時々、群集の方に獅子がドーッと押し寄せてきます。これに伴って、子ども達が「キャーッ」と言いながら、でも、笑いながら、走って逃げていきます。子ども達は、毎年のことだからでしょうか、獅子との間合いの取り方というか、ちょっかいの出し方と逃げるタイミングが絶妙で、この空間がすごく良い雰囲気を出していました。

暴れ獅子の様子 暴れ獅子の様子 暴れ獅子の様子

「俄」の奉納

「暴れ獅子」が終わると「俄」が始まります。毎年、2本立てで行われます。「俄」とは、『即興的に演じる滑稽な寸劇(大辞林より)』ということですが、まさに観客の笑いを誘う、楽しくも風刺の利いた芝居を見せてくれます。
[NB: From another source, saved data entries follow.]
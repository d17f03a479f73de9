//! Derives the on-disk layout shared by every service in a tree.
//!
//! A tree shares one working directory. Installed applications live under
//! `apps/`, each service logs to `logs/<name>.log`, and the lock, pid and
//! health snapshot of each service live under `run/`. Parents rely on the
//! same layout to remove the artifacts of a deleted child.

use std::fs;
use std::io;

use camino::{Utf8Path, Utf8PathBuf};
use thiserror::Error;

use crate::Config;
use crate::defaults::{APPS_DIR, LOGS_DIR, RUN_DIR};

/// Canonical paths for the artifacts of one service.
#[derive(Debug, Clone, PartialEq, Eq)]
pub struct RuntimePaths {
    work_dir: Utf8PathBuf,
    apps_dir: Utf8PathBuf,
    logs_dir: Utf8PathBuf,
    run_dir: Utf8PathBuf,
    name: String,
    app: String,
}

impl RuntimePaths {
    /// Derives paths for the service described by `config`.
    #[must_use]
    pub fn from_config(config: &Config) -> Self {
        Self::new(&config.work_dir, &config.name, &config.app)
    }

    /// Derives paths for a named service inside `work_dir`.
    #[must_use]
    pub fn new(work_dir: &Utf8Path, name: &str, app: &str) -> Self {
        Self {
            apps_dir: work_dir.join(APPS_DIR),
            logs_dir: work_dir.join(LOGS_DIR),
            run_dir: work_dir.join(RUN_DIR),
            work_dir: work_dir.to_path_buf(),
            name: name.to_owned(),
            app: app.to_owned(),
        }
    }

    /// Creates the `apps/`, `logs/` and `run/` directories.
    ///
    /// # Errors
    ///
    /// Returns [`RuntimePathsError::Directory`] when a directory cannot be
    /// created.
    pub fn prepare(&self) -> Result<(), RuntimePathsError> {
        for dir in [&self.apps_dir, &self.logs_dir, &self.run_dir] {
            fs::create_dir_all(dir).map_err(|source| RuntimePathsError::Directory {
                path: dir.clone(),
                source,
            })?;
        }
        Ok(())
    }

    /// Working directory of the tree.
    #[must_use]
    pub fn work_dir(&self) -> &Utf8Path {
        &self.work_dir
    }

    /// Directory holding installed applications.
    #[must_use]
    pub fn apps_dir(&self) -> &Utf8Path {
        &self.apps_dir
    }

    /// Package directory of an application.
    #[must_use]
    pub fn app_dir(&self, app: &str) -> Utf8PathBuf {
        self.apps_dir.join(app)
    }

    /// Single-file source of an application.
    #[must_use]
    pub fn app_file(&self, app: &str) -> Utf8PathBuf {
        self.apps_dir.join(format!("{app}.rs"))
    }

    /// Static resources served under `/resources/` by this service.
    #[must_use]
    pub fn resources_dir(&self) -> Utf8PathBuf {
        self.app_dir(&self.app).join("resources")
    }

    /// Log file of this service.
    #[must_use]
    pub fn log_path(&self) -> Utf8PathBuf {
        self.log_path_for(&self.name)
    }

    /// Log file of any service in the tree.
    #[must_use]
    pub fn log_path_for(&self, name: &str) -> Utf8PathBuf {
        self.logs_dir.join(format!("{name}.log"))
    }

    /// Lock file guarding a single instance of this service.
    #[must_use]
    pub fn lock_path(&self) -> Utf8PathBuf {
        self.run_dir.join(format!("{}.lock", self.name))
    }

    /// PID file of this service.
    #[must_use]
    pub fn pid_path(&self) -> Utf8PathBuf {
        self.run_dir.join(format!("{}.pid", self.name))
    }

    /// Health snapshot of this service.
    #[must_use]
    pub fn health_path(&self) -> Utf8PathBuf {
        self.run_dir.join(format!("{}.health", self.name))
    }
}

/// Errors raised while preparing runtime directories.
#[derive(Debug, Error)]
pub enum RuntimePathsError {
    /// Creating a directory failed.
    #[error("failed to prepare directory '{path}': {source}")]
    Directory {
        /// Directory that could not be created.
        path: Utf8PathBuf,
        /// Underlying IO error.
        #[source]
        source: io::Error,
    },
}
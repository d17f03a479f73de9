//! Error surface of child lifecycle operations.

use std::io;

use camino::Utf8PathBuf;
use nix::errno::Errno;
use thiserror::Error;

use crate::topology::ChildSelector;

/// Errors raised while spawning or deleting children.
///
/// Every failure leaves the topology as it was before the call.
#[derive(Debug, Error)]
pub enum ChildError {
    /// The request was rejected before anything was touched.
    #[error("invalid child request: {message}")]
    Validation { message: String },

    /// The artifact names no registered application.
    #[error("no registered application qualifies for '{app}'")]
    NoQualifyingClass { app: String },

    /// The process could not be started or its pid not resolved.
    #[error("failed to spawn child '{name}': {reason}")]
    SpawnFailed { name: String, reason: String },

    /// The child started but failed its self-tests.
    #[error("child '{name}' failed its health check: {reason}")]
    HealthCheckFailed { name: String, reason: String },

    /// No child matches the selector.
    #[error("no child matches {selector}")]
    NotFound { selector: String },

    /// Signalling the process failed for a reason other than it being gone.
    #[error("failed to signal process {pid}: {source}")]
    Signal {
        pid: u32,
        #[source]
        source: Errno,
    },

    /// Writing or removing an artifact failed.
    #[error("artifact IO failed for '{path}': {source}")]
    Io {
        path: Utf8PathBuf,
        #[source]
        source: io::Error,
    },

    /// The uploaded archive could not be read.
    #[error("unreadable archive: {source}")]
    Archive {
        #[source]
        source: zip::result::ZipError,
    },
}

impl ChildError {
    /// Creates a validation error.
    pub fn validation(message: impl Into<String>) -> Self {
        Self::Validation {
            message: message.into(),
        }
    }

    /// Creates a spawn failure.
    pub fn spawn_failed(name: impl Into<String>, reason: impl Into<String>) -> Self {
        Self::SpawnFailed {
            name: name.into(),
            reason: reason.into(),
        }
    }

    /// Creates a not-found error for `selector`.
    #[must_use]
    pub fn not_found(selector: &ChildSelector) -> Self {
        Self::NotFound {
            selector: selector.to_string(),
        }
    }

    pub(crate) fn io(path: impl Into<Utf8PathBuf>, source: io::Error) -> Self {
        Self::Io {
            path: path.into(),
            source,
        }
    }
}

impl From<zip::result::ZipError> for ChildError {
    fn from(source: zip::result::ZipError) -> Self {
        Self::Archive { source }
    }
}
//! HTTP front end of a service.
//!
//! The listener accepts requests on a background thread and hands each one
//! to a [`RequestHandler`] on its own thread. The gateway handler serves the
//! fixed administrative routes itself and forwards everything else to the
//! dispatcher as `(path, headers, body)`.

mod errors;
mod gateway;
mod listener;
mod render;
mod stream;

pub use self::errors::ListenerError;
pub(crate) use self::gateway::HttpGateway;
pub(crate) use self::listener::{HttpListener, ListenerHandle, RequestHandler};

const LISTENER_TARGET: &str = concat!(env!("CARGO_PKG_NAME"), "::transport");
2003年俄の様子 2003年俄の様子 2003年俄の様子

「俄」は、当日まで脚本が役者に渡されるそうで、当日まで、どんな内容の物であるかは戯作者以外は誰も知らないのだそうでうす。ですから、演じている役者のそばに脚本を持った人がいて、役者の補助をしています。役者3人の近くに座っている人がこの人達です。

「俄」は「○○○○のだーんっ!!」と劇のタイトルを叫びながら、幕の中から人が躍り出て来ます。残念ながら、この日は、声が割れてて○○の部分が聞き取れませんでした。

2003年俄の様子 2003年俄の様子 2003年俄の様子

役者は皆、顔を真っ白く塗り、赤い頬紅等のお化粧をしています。そして、衣装もちょっと辺で、ヨレヨレのスーツにシャツを出したり、下駄や左右違った靴や長靴を履いていたり…で、とにかく滑稽な格好をしています。

2003年俄の様子 2003年俄の様子 2003年俄の様子

話の内容は、その時々の社会の出来事を風刺の効いた内容で面白おかしく切り取っています。また、地区の人にしかわからないだろうと思われる、地区のちょっとした事件等も話の中に織り込まれているようで、俄の題材にして、この際、良いも悪いも笑い飛ばしてしまおう〜!といった漁師町のおおらかさを感じました。

「俄」の内容は毎年変わるので、毎年見に行きたくなるお祭です。

2003年俄の様子 2003年俄の様子 2003年俄の様子

再び本宮へ

浜宮での「俄」が終わると、獅子舞や御神輿といっしょに、再び本宮に移動していきます。道沿いに並んだ家の中からお婆ちゃんが、御神輿行列に手を合わせている姿のが印象的で、派手な「俄」だけに目が行きがちですが、氏子の皆さんの神様への思いを感じることができました。

八幡宮に着いたら、再び「暴れ獅子」が始まります。境内の両脇に並んだ桟敷でお酒やお料理を食べながら見ている地元の人、子ども達。

そしてまた、「暴れ獅子」を取り囲む様に集まってくる子ども達。そして、突然、その子ども達に獅子が向かっていくと、子ども達はやっぱり「キャーッ」と言いながら参道を走って逃げていきます。大人たちは、これを楽しそうに眺めています。